A perfect shift for a vampire, but… “She would have seniority, though, so — ”
Nat cut him off with a head shake. “Nope. Danzig’s okay with female officers but he won’t let one patrol alone at night.”
Lebekov was gone from the officer area when they came downstairs again. Nat picked a portable radio out of a rack by the hallway. “Okay, Sue Anne, we’re going 10-8.”
She beamed at them. “Let’s be careful out there.”
He saluted and led the way down the hall out the rear entrance to the parking lot. After running through a check of the patrol car’s lights, siren, and shotgun, Nat steered out of the parking lot and east on Oak.
“Sorry you didn’t get to meet more of us tonight.” He peered in his outside mirror at a battered pickup which passed them going the other direction. “Briefly, Danzig’s been chief for three years. Came from the Wichita PD. He’s…pragmatic…prefers keeping the peace to law enforcement, following the spirit of the law more than the letter of it. He listens to complaints and ideas we have, cares that we have decent equipment and continued training… because good equipment keeps us safer, he says, and pride in it makes us better cops. But you need to always be straight with him. Don’t step out of line or he’ll land hard on you, and your arrests and evidence better not get thrown out of court for irregularities.
“Lieutenant Byron Kaufman is a twenty year man who definitely prefers peace keeping. I doubt he’s ever drawn his weapon except to qualify at the range. Never had to. If talk won’t work on an offender, he’s a ninja with a baton. He knows this town and the people inside out, and remembers every detail of every case since he joined. Bill Pfannenstiel, our other officer, is almost a carbon copy. They’re both a little old fashioned about women in police work.”

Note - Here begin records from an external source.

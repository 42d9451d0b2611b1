//! Streaming decode of an open drop file
//!
//! Reads line by line with bounded memory, decodes each line through the
//! codec, and forwards records in file order into a bounded channel. Faulty
//! lines are logged and skipped; one bad line never aborts the file. Closing
//! the channel (by returning) is the sole end-of-stream signal downstream.

use std::path::PathBuf;

use promo_common::Promotion;
use tokio::fs::File;
use tokio::io::{AsyncBufReadExt, BufReader};
use tokio::sync::mpsc;
use tracing::{debug, warn};

use super::codec;

/// Counters describing one file's decode pass.
#[derive(Debug, Default, Clone, Copy, PartialEq, Eq)]
pub struct DecodeSummary {
    pub lines_read: u64,
    pub records_sent: u64,
    pub lines_skipped: u64,
}

/// Drive one file through the codec, forwarding records into `tx`.
///
/// The stream is finite and not restartable; the file handle is consumed.
/// Dropping `tx` on return closes the record stream.
pub async fn stream_records(
    path: PathBuf,
    file: File,
    tx: mpsc::Sender<Promotion>,
) -> DecodeSummary {
    debug!(path = %path.display(), "Start processing drop file");

    let mut lines = BufReader::new(file).lines();
    let mut summary = DecodeSummary::default();

    loop {
        let line = match lines.next_line().await {
            Ok(Some(line)) => line,
            Ok(None) => break,
            Err(error) => {
                warn!(path = %path.display(), error = %error, "Read error, stopping decode");
                break;
            },
        };
        summary.lines_read += 1;

        if line.trim().is_empty() {
            summary.lines_skipped += 1;
            continue;
        }

        match codec::decode_line(&line) {
            Ok(record) => {
                if tx.send(record).await.is_err() {
                    // Consumer is gone (e.g. an aborted replace-all).
                    warn!(path = %path.display(), "Record consumer dropped, stopping decode");
                    break;
                }
                summary.records_sent += 1;
            },
            Err(error) => {
                warn!(
                    path = %path.display(),
                    line = summary.lines_read,
                    error = %error,
                    "Skipping malformed line"
                );
                summary.lines_skipped += 1;
            },
        }
    }

    debug!(
        path = %path.display(),
        lines = summary.lines_read,
        records = summary.records_sent,
        skipped = summary.lines_skipped,
        "Processed drop file"
    );

    summary
}
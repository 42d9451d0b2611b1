//! Common types used across promostore

use chrono::{DateTime, FixedOffset};
use serde::{Deserialize, Serialize};
use uuid::Uuid;

/// A priced, time-bounded offer.
///
/// The positional `sequence` used for index-style lookup is assigned by the
/// store, not carried by the record itself, so it does not appear here.
#[derive(Debug, Clone, PartialEq, Serialize, Deserialize)]
pub struct Promotion {
    pub id: Uuid,
    pub price: f64,
    pub expiration_date: DateTime<FixedOffset>,
}

impl Promotion {
    pub fn new(id: Uuid, price: f64, expiration_date: DateTime<FixedOffset>) -> Self {
        Self {
            id,
            price,
            expiration_date,
        }
    }
}

/// Consistency policy applied when a drop file is materialized into the store.
#[derive(Debug, Clone, Copy, PartialEq, Eq, Serialize, Deserialize)]
#[serde(rename_all = "UPPERCASE")]
pub enum IngestMode {
    /// Merge records one by one, keyed by promotion id.
    Simple,
    /// Replace the entire dataset per file inside one transaction.
    Immutable,
}

impl std::str::FromStr for IngestMode {
    type Err = crate::PromoError;

    fn from_str(s: &str) -> std::result::Result<Self, Self::Err> {
        match s.trim().to_uppercase().as_str() {
            "SIMPLE" => Ok(IngestMode::Simple),
            "IMMUTABLE" => Ok(IngestMode::Immutable),
            other => Err(crate::PromoError::Config(format!(
                "unsupported ingest mode: {other}"
            ))),
        }
    }
}

impl std::fmt::Display for IngestMode {
    fn fmt(&self, f: &mut std::fmt::Formatter<'_>) -> std::fmt::Result {
        match self {
            IngestMode::Simple => write!(f, "SIMPLE"),
            IngestMode::Immutable => write!(f, "IMMUTABLE"),
        }
    }
}
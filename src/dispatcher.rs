use std::sync::Arc;

use crate::{event_logger::EventProperties, Sdk};

/// The public tracking surface: forwards events and flush requests to the event-logging engine.
///
/// Events are forwarded unconditionally; the tracking gate on [`Sdk`] governs whether and when
/// the engine flushes, not whether events are queued. Calls may come from any thread
/// concurrently, and the dispatcher adds no serialization of its own: ordering and batching
/// guarantees belong to the engine.
pub struct EventDispatcher {
    sdk: Arc<Sdk>,
}

impl EventDispatcher {
    /// Create a dispatcher for the given SDK instance.
    pub fn new(sdk: Arc<Sdk>) -> Self {
        EventDispatcher { sdk }
    }

    /// Track an event without custom properties.
    pub fn track_event(&self, event: &str) {
        log::trace!(target: "beacon", event; "queueing event");
        self.sdk.event_logger().track(event, None);
    }

    /// Track an event with custom properties.
    pub fn track_event_with_properties(&self, event: &str, properties: &EventProperties) {
        log::trace!(target: "beacon", event, properties:serde; "queueing event");
        self.sdk.event_logger().track(event, Some(properties));
    }

    /// Ask the engine to deliver buffered events now. Delivery is asynchronous and fully owned
    /// by the engine.
    pub fn flush(&self) {
        self.sdk.event_logger().flush();
    }
}

#[cfg(test)]
mod tests {
    use std::sync::{
        atomic::{AtomicBool, AtomicUsize, Ordering},
        Arc, Mutex,
    };

    use crate::{
        config_store::InMemoryStore,
        context::NoMetadata,
        event_logger::{EngineSettings, EventLogger},
        AppContext, SdkConfig,
    };

    use super::*;

    #[derive(Clone, Default)]
    struct RecordingLogger(Arc<RecordingInner>);

    #[derive(Default)]
    struct RecordingInner {
        tracked: Mutex<Vec<(String, Option<EventProperties>)>>,
        flushes: AtomicUsize,
    }

    impl EventLogger for RecordingLogger {
        fn track(&self, event: &str, properties: Option<&EventProperties>) {
            self.0
                .tracked
                .lock()
                .unwrap()
                .push((event.to_owned(), properties.cloned()));
        }

        fn flush(&self) {
            self.0.flushes.fetch_add(1, Ordering::SeqCst);
        }
    }

    fn dispatcher_with_logger() -> (EventDispatcher, RecordingLogger) {
        let logger = RecordingLogger::default();
        let factory = {
            let logger = logger.clone();
            move |_: EngineSettings| Box::new(logger.clone()) as Box<dyn EventLogger + Send + Sync>
        };

        let context =
            AppContext::new("com.example.app", NoMetadata, Arc::new(InMemoryStore::new()))
                .unwrap();
        let guard = AtomicBool::new(false);
        let sdk = Sdk::initialize_guarded(
            SdkConfig::new(context)
                .set_access_token("token")
                .event_logger_factory(factory),
            &guard,
        )
        .unwrap();

        (EventDispatcher::new(sdk), logger)
    }

    #[test]
    fn forwards_events_unchanged() {
        let (dispatcher, logger) = dispatcher_with_logger();

        let props = EventProperties::new().put("currency", "USD").put("value", 9.99);
        dispatcher.track_event_with_properties("purchase", &props);
        dispatcher.track_event("launch");

        let tracked = logger.0.tracked.lock().unwrap();
        assert_eq!(tracked.len(), 2);
        assert_eq!(tracked[0], ("purchase".to_owned(), Some(props)));
        assert_eq!(tracked[1], ("launch".to_owned(), None));
    }

    #[test]
    fn forwards_even_when_tracking_gate_is_off() {
        let logger = RecordingLogger::default();
        let factory = {
            let logger = logger.clone();
            move |_: EngineSettings| Box::new(logger.clone()) as Box<dyn EventLogger + Send + Sync>
        };

        // Auto-start opted out via metadata, so the gate starts closed.
        let context = AppContext::new(
            "com.example.app",
            |key: &str| {
                (key == crate::context::META_OPT_OUT_AUTO_START).then(|| "true".to_owned())
            },
            Arc::new(InMemoryStore::new()),
        )
        .unwrap();
        let guard = AtomicBool::new(false);
        let sdk = Sdk::initialize_guarded(
            SdkConfig::new(context)
                .set_access_token("token")
                .event_logger_factory(factory),
            &guard,
        )
        .unwrap();
        assert!(!sdk.is_tracking_enabled());

        let dispatcher = EventDispatcher::new(sdk);
        dispatcher.track_event("background_event");

        assert_eq!(logger.0.tracked.lock().unwrap().len(), 1);
    }

    #[test]
    fn flush_forwards_to_engine() {
        let (dispatcher, logger) = dispatcher_with_logger();
        dispatcher.flush();
        dispatcher.flush();
        assert_eq!(logger.0.flushes.load(Ordering::SeqCst), 2);
    }

    #[test]
    fn concurrent_tracks_are_neither_lost_nor_duplicated() {
        let (dispatcher, logger) = dispatcher_with_logger();
        let dispatcher = Arc::new(dispatcher);

        const THREADS: usize = 8;
        const EVENTS_PER_THREAD: usize = 50;

        let handles: Vec<_> = (0..THREADS)
            .map(|t| {
                let dispatcher = dispatcher.clone();
                std::thread::spawn(move || {
                    for i in 0..EVENTS_PER_THREAD {
                        dispatcher.track_event(&format!("event-{t}-{i}"));
                    }
                })
            })
            .collect();
        for handle in handles {
            handle.join().unwrap();
        }

        let tracked = logger.0.tracked.lock().unwrap();
        assert_eq!(tracked.len(), THREADS * EVENTS_PER_THREAD);

        let mut names: Vec<_> = tracked.iter().map(|(name, _)| name.clone()).collect();
        names.sort();
        names.dedup();
        assert_eq!(names.len(), THREADS * EVENTS_PER_THREAD);
    }
}
use std::sync::Arc;

use crate::{config_store::KeyValueStore, Error, Result};

/// Metadata key under which a host may declare the access token instead of passing it
/// programmatically.
pub const META_ACCESS_TOKEN: &str = "beacon.sdk.access_token";
/// Metadata key for opting out of auto-start. Only the exact literal `"true"` opts out.
pub const META_OPT_OUT_AUTO_START: &str = "beacon.sdk.opt_out_auto_start";

/// Read-only source of host application metadata (e.g. a manifest or an embedded properties
/// file).
///
/// Reads are best-effort by contract: a missing key, an unreadable manifest, or any other
/// platform hiccup is expressed as `None` and is never an error. The SDK treats metadata purely
/// as optional enrichment of its configuration.
pub trait MetadataSource {
    /// Look up a metadata value by key. `None` means "not available", for any reason.
    fn get(&self, key: &str) -> Option<String>;
}

impl<F> MetadataSource for F
where
    F: Fn(&str) -> Option<String>,
{
    fn get(&self, key: &str) -> Option<String> {
        self(key)
    }
}

/// A metadata source with no entries, for hosts that configure everything programmatically.
pub struct NoMetadata;

impl MetadataSource for NoMetadata {
    fn get(&self, _key: &str) -> Option<String> {
        None
    }
}

/// Opaque handle to the host application.
///
/// The SDK never owns the host; it captures this handle at initialization and keeps it for the
/// process lifetime. The handle bundles everything the SDK needs from the platform: a stable
/// application identifier, the metadata source, and the durable key-value store used for the
/// persisted configuration snapshot.
pub struct AppContext {
    app_id: String,
    metadata: Box<dyn MetadataSource + Send + Sync>,
    store: Arc<dyn KeyValueStore + Send + Sync>,
}

impl AppContext {
    /// Create an application context handle.
    ///
    /// Fails with [`Error::InvalidArgument`] if `app_id` is empty: an identifiable host
    /// application is the minimum the SDK requires to operate.
    pub fn new(
        app_id: impl Into<String>,
        metadata: impl MetadataSource + Send + Sync + 'static,
        store: Arc<dyn KeyValueStore + Send + Sync>,
    ) -> Result<Arc<AppContext>> {
        let app_id = app_id.into();
        if app_id.is_empty() {
            return Err(Error::InvalidArgument("application id must not be empty"));
        }
        Ok(Arc::new(AppContext {
            app_id,
            metadata: Box::new(metadata),
            store,
        }))
    }

    /// The host application identifier this context was created with.
    pub fn app_id(&self) -> &str {
        &self.app_id
    }

    /// Best-effort metadata lookup.
    pub fn metadata(&self, key: &str) -> Option<String> {
        self.metadata.get(key)
    }

    /// The durable key-value store backing the persisted configuration snapshot.
    pub fn key_value_store(&self) -> Arc<dyn KeyValueStore + Send + Sync> {
        self.store.clone()
    }
}

impl std::fmt::Debug for AppContext {
    fn fmt(&self, f: &mut std::fmt::Formatter<'_>) -> std::fmt::Result {
        f.debug_struct("AppContext")
            .field("app_id", &self.app_id)
            .finish_non_exhaustive()
    }
}

#[cfg(test)]
mod tests {
    use std::sync::Arc;

    use crate::config_store::InMemoryStore;

    use super::*;

    #[test]
    fn rejects_empty_app_id() {
        let result = AppContext::new("", NoMetadata, Arc::new(InMemoryStore::new()));
        assert!(matches!(result, Err(Error::InvalidArgument(_))));
    }

    #[test]
    fn closures_act_as_metadata_sources() {
        let context = AppContext::new(
            "com.example.app",
            |key: &str| (key == META_ACCESS_TOKEN).then(|| "token-from-manifest".to_owned()),
            Arc::new(InMemoryStore::new()),
        )
        .unwrap();

        assert_eq!(
            context.metadata(META_ACCESS_TOKEN).as_deref(),
            Some("token-from-manifest")
        );
        assert_eq!(context.metadata(META_OPT_OUT_AUTO_START), None);
    }
}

“Do they give Lebekov static?”
“Not as such, but they tend to be condescending…sure she’s just playing cops and robbers until Mr. Right comes along. She wants to prove she isn’t and is as good as any male officer. Danzig hired her not long after he came. She was a dispatcher before, on Sue Ann’s shift, wanting to be an officer…but Sewing, the old chief, didn’t believe in women cops. Neither did the mayor and council until Danzig argued we needed a female for handling juveniles, domestic situations, and rape victims.”
So they presumably had to approve him, too.
“She’s homegrown like Kaufman, Pfannenstiel, and me. Duncan’s semi-homegrown, from Russell. Came here after a hitch in the Marines to share a house with his sister and her two kids.”
“He’s not a peace keeper type.”
Nat shook his head. “But a big stick can be useful.” They turned on to Kansas Avenue. “Welcome to the teen cruise and, along with tomorrow night, our heaviest traffic of the week.”
It was, Garreth reflected, a matter of perspective and proportion. Hardly heavy traffic by Market Street or Embarcadero standards, but still…a stream of cars, pickups, and vans looping south to the Pizza Hunt and across the tracks north to the Sonic Drive-In and back across the tracks south again. The vehicles frequently pulling up alongside each other for the occupants to call across the space between. Considering Baumen’s size, the number impressed Garreth.
“Do you really have this many teenagers?” Every one with a vehicle and a driver’s license must be here.
“They come in from the farms and down from Lebeau, too. There isn’t much else to do Friday and Saturday night other than the movies, and football this time of year. And tonight the football team isn’t playing.” Ahead of them a girl leaned out a passenger window toward the car next to them. Nat burped the siren. “Stay in the car!”
She made a face but pulled back inside.
“Do you write them up for things like that?”
Nat shook his head. “Duncan sometimes does. I tend to cut them slack. I’ve — ”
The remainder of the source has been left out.